- [Task item]: Your answer should be only the lines below from the one with "Cloning the handle" to the one with "An empty child", repeated exactly, ends included.

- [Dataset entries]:

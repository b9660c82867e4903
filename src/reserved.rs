use derive_more::Display;

/// Spellings with a fixed meaning to the binding layer.
#[derive(Debug, Display, Clone, Copy, PartialEq, Eq)]
pub enum Reserved {
    /// Tags the next parameter name as the rest parameter.
    #[display("&")]
    Rest,
    #[display("nil")]
    Nil,
    #[display("true")]
    True,
    #[display("false")]
    False,
}

impl Reserved {
    pub const ALL: [Reserved; 4] = [
        Reserved::Rest,
        Reserved::Nil,
        Reserved::True,
        Reserved::False,
    ];

    pub fn as_str(&self) -> &'static str {
        match self {
            Reserved::Rest => "&",
            Reserved::Nil => "nil",
            Reserved::True => "true",
            Reserved::False => "false",
        }
    }
}

impl TryFrom<&str> for Reserved {
    type Error = ();

    fn try_from(text: &str) -> Result<Self, Self::Error> {
        Reserved::ALL
            .into_iter()
            .find(|reserved| reserved.as_str() == text)
            .ok_or(())
    }
}
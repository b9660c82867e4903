use std::rc::Rc;

use derive_more::Display;

/// A name used as a binding key. Cloning shares the underlying string.
#[derive(Debug, Display, Clone, PartialEq, Eq, Hash, PartialOrd, Ord)]
pub struct Symbol(Rc<str>);

impl Symbol {
    pub fn new(name: &str) -> Self {
        Symbol(Rc::from(name))
    }

    pub fn name(&self) -> &str {
        &self.0
    }
}

impl From<&str> for Symbol {
    fn from(name: &str) -> Self {
        Symbol::new(name)
    }
}

impl From<String> for Symbol {
    fn from(name: String) -> Self {
        Symbol(Rc::from(name))
    }
}

impl AsRef<str> for Symbol {
    fn as_ref(&self) -> &str {
        &self.0
    }
}
use std::cell::{Ref, RefCell};
use std::collections::HashMap;
use std::fmt;
use std::rc::Rc;

use thiserror::Error;

use crate::params::{Arity, Param, ParamList};
use crate::symbol::Symbol;
use crate::values::Value;

#[derive(Debug, Error, Clone, PartialEq)]
pub enum EnvError {
    #[error("'{0}' not found")]
    Unbound(Symbol),
    #[error("expected {expected} arguments, but received {got}")]
    Arity { expected: Arity, got: usize },
}

/// The lookup and mutation protocol the evaluator resolves names through.
pub trait Environment {
    /// The nearest frame, starting at `self` and walking outward, that binds `key`.
    fn find(&self, key: &Symbol) -> Option<Env>;

    /// The value of `key` in the nearest frame that binds it.
    fn get(&self, key: &Symbol) -> Result<Value, EnvError>;

    /// Binds `key` in this frame only, replacing any previous value here.
    fn set(&self, key: Symbol, value: Value) -> Value;
}

/// The bindings owned by a single frame.
#[derive(Debug, Clone, Default)]
pub struct Bindings {
    map: HashMap<Symbol, Value>,
}

impl Bindings {
    pub fn new() -> Self {
        Self::default()
    }

    pub fn put(&mut self, key: Symbol, value: Value) -> Option<Value> {
        self.map.insert(key, value)
    }

    // `None` means not bound here; a bound `nil` is `Some(&Value::Nil)`
    pub fn get(&self, key: &Symbol) -> Option<&Value> {
        self.map.get(key)
    }

    pub fn contains(&self, key: &Symbol) -> bool {
        self.map.contains_key(key)
    }

    pub fn len(&self) -> usize {
        self.map.len()
    }

    pub fn is_empty(&self) -> bool {
        self.map.is_empty()
    }

    /// All bindings ordered by name.
    pub fn sorted(&self) -> Vec<(&Symbol, &Value)> {
        let mut entries: Vec<_> = self.map.iter().collect();
        entries.sort_by(|a, b| a.0.cmp(b.0));
        entries
    }
}

impl FromIterator<(Symbol, Value)> for Bindings {
    fn from_iter<I: IntoIterator<Item = (Symbol, Value)>>(iter: I) -> Self {
        Bindings {
            map: iter.into_iter().collect(),
        }
    }
}

struct Frame {
    outer: Option<Env>,
    data: RefCell<Bindings>,
}

impl Drop for Frame {
    // Unlinks the parent chain in a loop so dropping a deep chain does not
    // recurse once per frame.
    fn drop(&mut self) {
        let mut outer = self.outer.take();
        while let Some(Env(frame)) = outer {
            match Rc::try_unwrap(frame) {
                Ok(mut frame) => outer = frame.outer.take(),
                Err(_) => break,
            }
        }
    }
}

/// A shared handle to one lexical frame.
///
/// Cloning the handle does not copy the frame: every clone observes `set`
/// calls made through any other. The parent link is fixed at construction, so
/// chains are always finite and acyclic.
#[derive(Clone)]
pub struct Env(Rc<Frame>);

impl Env {
    /// The global frame, with no parent.
    pub fn root() -> Self {
        Self::with_bindings(std::iter::empty())
    }

    /// A global frame seeded with `bindings`, e.g. a primitive table.
    pub fn with_bindings(bindings: impl IntoIterator<Item = (Symbol, Value)>) -> Self {
        Env(Rc::new(Frame {
            outer: None,
            data: RefCell::new(bindings.into_iter().collect()),
        }))
    }

    /// Builds the frame for a call or local binding form.
    ///
    /// Arguments are matched to `params` by position. A rest parameter takes
    /// the remaining arguments as a single list, which is empty if nothing is
    /// left. On an argument count mismatch no frame is built.
    pub fn new(
        outer: Option<&Env>,
        params: &ParamList,
        args: &[Value],
    ) -> Result<Self, EnvError> {
        params.arity().check(args.len())?;

        let mut data = Bindings::new();
        for (i, param) in params.params().iter().enumerate() {
            match param {
                Param::Positional(name) => {
                    data.put(name.clone(), args[i].clone());
                }
                Param::Rest(name) => {
                    data.put(name.clone(), Value::list(args[i..].to_vec()));
                    break;
                }
            }
        }

        log::debug!("new frame ({params}) with {} bindings", data.len());

        Ok(Env(Rc::new(Frame {
            outer: outer.cloned(),
            data: RefCell::new(data),
        })))
    }

    /// An empty child frame of `self`.
    pub fn spawn(&self) -> Self {
        Env(Rc::new(Frame {
            outer: Some(self.clone()),
            data: RefCell::new(Bindings::new()),
        }))
    }

    pub fn outer(&self) -> Option<&Env> {
        self.0.outer.as_ref()
    }

    pub fn data(&self) -> Ref<'_, Bindings> {
        self.0.data.borrow()
    }

    /// Number of frames above this one.
    pub fn depth(&self) -> usize {
        let mut depth = 0;
        let mut current = self.outer();
        while let Some(env) = current {
            depth += 1;
            current = env.outer();
        }
        depth
    }

    pub fn ptr_eq(&self, other: &Env) -> bool {
        Rc::ptr_eq(&self.0, &other.0)
    }
}

impl Environment for Env {
    fn find(&self, key: &Symbol) -> Option<Env> {
        let mut current = Some(self);
        while let Some(env) = current {
            if env.data().contains(key) {
                return Some(env.clone());
            }
            current = env.outer();
        }

        log::trace!("'{key}' is not bound in any of {} frames", self.depth() + 1);
        None
    }

    fn get(&self, key: &Symbol) -> Result<Value, EnvError> {
        let env = self.find(key).ok_or_else(|| EnvError::Unbound(key.clone()))?;
        let value = env.data().get(key).cloned();
        value.ok_or_else(|| EnvError::Unbound(key.clone()))
    }

    fn set(&self, key: Symbol, value: Value) -> Value {
        log::debug!("set {key} = {value}");
        self.0.data.borrow_mut().put(key, value.clone());
        value
    }
}

impl fmt::Debug for Env {
    // Only names: values may be closures holding this very frame.
    fn fmt(&self, f: &mut fmt::Formatter<'_>) -> fmt::Result {
        let data = self.data();
        let names: Vec<_> = data.sorted().into_iter().map(|(k, _)| k).collect();
        f.debug_struct("Env")
            .field("depth", &self.depth())
            .field("names", &names)
            .finish()
    }
}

- [Result]:
/// Cloning the handle does not copy the frame: every clone observes `set`
/// calls made through any other. The parent link is fixed at construction, so
/// chains are always finite and acyclic.
#[derive(Clone)]
pub struct Env(Rc<Frame>);

impl Env {
    /// The global frame, with no parent.
    pub fn root() -> Self {
        Self::with_bindings(std::iter::empty())
    }

    /// A global frame seeded with `bindings`, e.g. a primitive table.
    pub fn with_bindings(bindings: impl IntoIterator<Item = (Symbol, Value)>) -> Self {
        Env(Rc::new(Frame {
            outer: None,
            data: RefCell::new(bindings.into_iter().collect()),
        }))
    }

    /// Builds the frame for a call or local binding form.
    ///
    /// Arguments are matched to `params` by position. A rest parameter takes
    /// the remaining arguments as a single list, which is empty if nothing is
    /// left. On an argument count mismatch no frame is built.
    pub fn new(
        outer: Option<&Env>,
        params: &ParamList,
        args: &[Value],
    ) -> Result<Self, EnvError> {
        params.arity().check(args.len())?;

        let mut data = Bindings::new();
        for (i, param) in params.params().iter().enumerate() {
            match param {
                Param::Positional(name) => {
                    data.put(name.clone(), args[i].clone());
                }
                Param::Rest(name) => {
                    data.put(name.clone(), Value::list(args[i..].to_vec()));
                    break;
                }
            }
        }

        log::debug!("new frame ({params}) with {} bindings", data.len());

        Ok(Env(Rc::new(Frame {
            outer: outer.cloned(),
            data: RefCell::new(data),
        })))
    }

    /// An empty child frame of `self`.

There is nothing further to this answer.